Several challenges arise in DNA extraction and gene amplification for airborne fungal metagenome analysis from a particulate matter (PM) samples. In this study, various conditions were tested to optimize the DNA extraction method from PM samples and polymerase chain reaction (PCR) conditions with primer set and annealing temperature. As a result of comparative evaluation of DNA extraction under various conditions, chemical cell lysis using buffer and proteinase K for 20 minutes and bead beating treatment were followed by using a commercial DNA extraction kit to efficiently extract DNA from the PM filter samples. To optimize the PCR conditions, PCR was performed using 10 primer sets for amplifying the ITS2 gene region. The concentration of the PCR amplicon was relatively high when the annealing temperature was 58°C with the ITS3tagmix3/ITS4 primer set. Even under these conditions, when the concentration of the PCR product was low, nested PCR was performed using the primary PCR amplicon as the template DNA to amplify the ITS2 gene at a satisfactory concentration.
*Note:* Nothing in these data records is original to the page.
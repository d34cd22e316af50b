// Request and synthesis metrics

use std::collections::{BTreeMap, VecDeque};
use std::sync::atomic::{AtomicU64, Ordering};
use std::sync::{Arc, Mutex, OnceLock};
use std::time::{Duration, Instant};

use chrono::{DateTime, Utc};
use serde::Serialize;

/// Latency samples kept for percentiles
const LATENCY_WINDOW: usize = 1000;

/// Endpoints tracked individually
pub const TRACKED_ENDPOINTS: [&str; 6] = [
    "generate",
    "generate_file",
    "generate_evolution",
    "generate_layer_file",
    "transcribe_file",
    "predict",
];

static START_TIME: OnceLock<Instant> = OnceLock::new();

/// Pin the uptime origin. Later calls are no-ops.
pub fn mark_start() {
    let _ = START_TIME.get_or_init(Instant::now);
}

pub fn uptime_seconds() -> u64 {
    START_TIME.get().map(|start| start.elapsed().as_secs()).unwrap_or(0)
}

/// Per-endpoint counters
#[derive(Debug)]
pub struct EndpointMetrics {
    request_count: AtomicU64,
    error_count: AtomicU64,
    total_latency_ms: AtomicU64,
    min_latency_ms: AtomicU64,
    max_latency_ms: AtomicU64,
    latency_samples: Mutex<VecDeque<u64>>,
}

impl Default for EndpointMetrics {
    fn default() -> Self {
        Self {
            request_count: AtomicU64::new(0),
            error_count: AtomicU64::new(0),
            total_latency_ms: AtomicU64::new(0),
            min_latency_ms: AtomicU64::new(u64::MAX),
            max_latency_ms: AtomicU64::new(0),
            latency_samples: Mutex::new(VecDeque::with_capacity(LATENCY_WINDOW)),
        }
    }
}

impl EndpointMetrics {
    pub fn record(&self, latency: Duration, ok: bool) {
        let latency_ms = latency.as_millis() as u64;
        self.request_count.fetch_add(1, Ordering::Relaxed);
        self.total_latency_ms.fetch_add(latency_ms, Ordering::Relaxed);
        self.min_latency_ms.fetch_min(latency_ms, Ordering::Relaxed);
        self.max_latency_ms.fetch_max(latency_ms, Ordering::Relaxed);
        if !ok {
            self.error_count.fetch_add(1, Ordering::Relaxed);
        }

        if let Ok(mut samples) = self.latency_samples.lock() {
            if samples.len() == LATENCY_WINDOW {
                samples.pop_front();
            }
            samples.push_back(latency_ms);
        }
    }

    pub fn request_count(&self) -> u64 {
        self.request_count.load(Ordering::Relaxed)
    }

    pub fn error_count(&self) -> u64 {
        self.error_count.load(Ordering::Relaxed)
    }

    fn percentile(sorted: &[u64], p: usize) -> u64 {
        if sorted.is_empty() {
            return 0;
        }
        let index = (sorted.len() * p / 100).min(sorted.len() - 1);
        sorted[index]
    }

    pub fn snapshot(&self) -> EndpointStats {
        let count = self.request_count();
        let total = self.total_latency_ms.load(Ordering::Relaxed);
        let mut sorted: Vec<u64> = self
            .latency_samples
            .lock()
            .map(|s| s.iter().copied().collect())
            .unwrap_or_default();
        sorted.sort_unstable();

        EndpointStats {
            request_count: count,
            error_count: self.error_count(),
            avg_latency_ms: if count == 0 { 0.0 } else { total as f64 / count as f64 },
            min_latency_ms: if count == 0 { 0 } else { self.min_latency_ms.load(Ordering::Relaxed) },
            max_latency_ms: self.max_latency_ms.load(Ordering::Relaxed),
            p50_latency_ms: Self::percentile(&sorted, 50),
            p95_latency_ms: Self::percentile(&sorted, 95),
            p99_latency_ms: Self::percentile(&sorted, 99),
        }
    }
}

/// Generator-side counters
#[derive(Debug, Default)]
pub struct SynthesisMetrics {
    evaluations: AtomicU64,
    layer_runs: AtomicU64,
    artifacts_written: AtomicU64,
    total_synthesis_time_ms: AtomicU64,
    total_samples: AtomicU64,
}

impl SynthesisMetrics {
    /// One forward pass producing `samples` final samples.
    pub fn record_evaluation(&self, elapsed: Duration, samples: usize) {
        self.evaluations.fetch_add(1, Ordering::Relaxed);
        self.total_synthesis_time_ms
            .fetch_add(elapsed.as_millis() as u64, Ordering::Relaxed);
        self.total_samples.fetch_add(samples as u64, Ordering::Relaxed);
    }

    /// One instrumented pass that wrote `artifacts` files.
    pub fn record_layers(&self, elapsed: Duration, samples: usize, artifacts: usize) {
        self.record_evaluation(elapsed, samples);
        self.layer_runs.fetch_add(1, Ordering::Relaxed);
        self.artifacts_written.fetch_add(artifacts as u64, Ordering::Relaxed);
    }

    pub fn snapshot(&self) -> SynthesisStats {
        let evaluations = self.evaluations.load(Ordering::Relaxed);
        let total = self.total_synthesis_time_ms.load(Ordering::Relaxed);
        SynthesisStats {
            evaluations,
            layer_runs: self.layer_runs.load(Ordering::Relaxed),
            artifacts_written: self.artifacts_written.load(Ordering::Relaxed),
            avg_synthesis_time_ms: if evaluations == 0 {
                0.0
            } else {
                total as f64 / evaluations as f64
            },
            total_samples: self.total_samples.load(Ordering::Relaxed),
        }
    }
}

#[derive(Debug)]
pub struct AppMetrics {
    endpoints: BTreeMap<&'static str, EndpointMetrics>,
    pub synthesis: SynthesisMetrics,
}

impl Default for AppMetrics {
    fn default() -> Self {
        Self {
            endpoints: TRACKED_ENDPOINTS
                .iter()
                .map(|&name| (name, EndpointMetrics::default()))
                .collect(),
            synthesis: SynthesisMetrics::default(),
        }
    }
}

impl AppMetrics {
    pub fn new() -> Arc<Self> {
        Arc::new(Self::default())
    }

    /// Counters for `name`; untracked names are ignored.
    pub fn record(&self, name: &str, latency: Duration, ok: bool) {
        if let Some(endpoint) = self.endpoints.get(name) {
            endpoint.record(latency, ok);
        }
    }

    pub fn endpoint(&self, name: &str) -> Option<&EndpointMetrics> {
        self.endpoints.get(name)
    }

    pub fn endpoint_snapshots(&self) -> BTreeMap<&'static str, EndpointStats> {
        self.endpoints
            .iter()
            .map(|(name, metrics)| (*name, metrics.snapshot()))
            .collect()
    }
}

#[derive(Serialize)]
pub struct MetricsResponse {
    pub timestamp: DateTime<Utc>,
    pub system: SystemMetrics,
    pub model: ModelStatus,
    pub endpoints: BTreeMap<&'static str, EndpointStats>,
    pub synthesis: SynthesisStats,
}

#[derive(Serialize)]
pub struct SystemMetrics {
    pub cpu_usage_percent: f32,
    pub memory_used_mb: u64,
    pub memory_total_mb: u64,
    pub memory_usage_percent: f32,
    pub request_count: u64,
    pub uptime_seconds: u64,
    pub system_load: Option<f64>,
}

#[derive(Serialize)]
pub struct ModelStatus {
    pub variant: String,
    pub loaded: bool,
    pub output_len: usize,
}

#[derive(Debug, Serialize)]
pub struct EndpointStats {
    pub request_count: u64,
    pub error_count: u64,
    pub avg_latency_ms: f64,
    pub min_latency_ms: u64,
    pub max_latency_ms: u64,
    pub p50_latency_ms: u64,
    pub p95_latency_ms: u64,
    pub p99_latency_ms: u64,
}

#[derive(Debug, Serialize)]
pub struct SynthesisStats {
    pub evaluations: u64,
    pub layer_runs: u64,
    pub artifacts_written: u64,
    pub avg_synthesis_time_ms: f64,
    pub total_samples: u64,
}

/// Host CPU and memory, plus the process-wide request count.
pub fn system_metrics(request_count: u64) -> SystemMetrics {
    let mut system = sysinfo::System::new();
    system.refresh_cpu();
    system.refresh_memory();

    let memory_used = system.used_memory();
    let memory_total = system.total_memory();
    let memory_usage_percent = if memory_total > 0 {
        (memory_used as f64 / memory_total as f64 * 100.0) as f32
    } else {
        0.0
    };

    SystemMetrics {
        cpu_usage_percent: system.global_cpu_info().cpu_usage(),
        memory_used_mb: memory_used / 1024 / 1024,
        memory_total_mb: memory_total / 1024 / 1024,
        memory_usage_percent,
        request_count,
        uptime_seconds: uptime_seconds(),
        system_load: load_average(),
    }
}

#[cfg(unix)]
fn load_average() -> Option<f64> {
    std::fs::read_to_string("/proc/loadavg")
        .ok()
        .and_then(|s| s.split_whitespace().next().and_then(|v| v.parse().ok()))
}

#[cfg(not(unix))]
fn load_average() -> Option<f64> {
    None
}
Using the methods optimized in this study, DNA extraction and PCR were performed on 15 filter samples that collected PM2.5 in Seoul, and the ITS2 gene was successfully amplified in all samples. The optimized methods can be used for research on analyzing and interpreting the fungal metagenome of atmospheric PM samples. © 2023, The Korean Society for Microbiology and Biotechnology.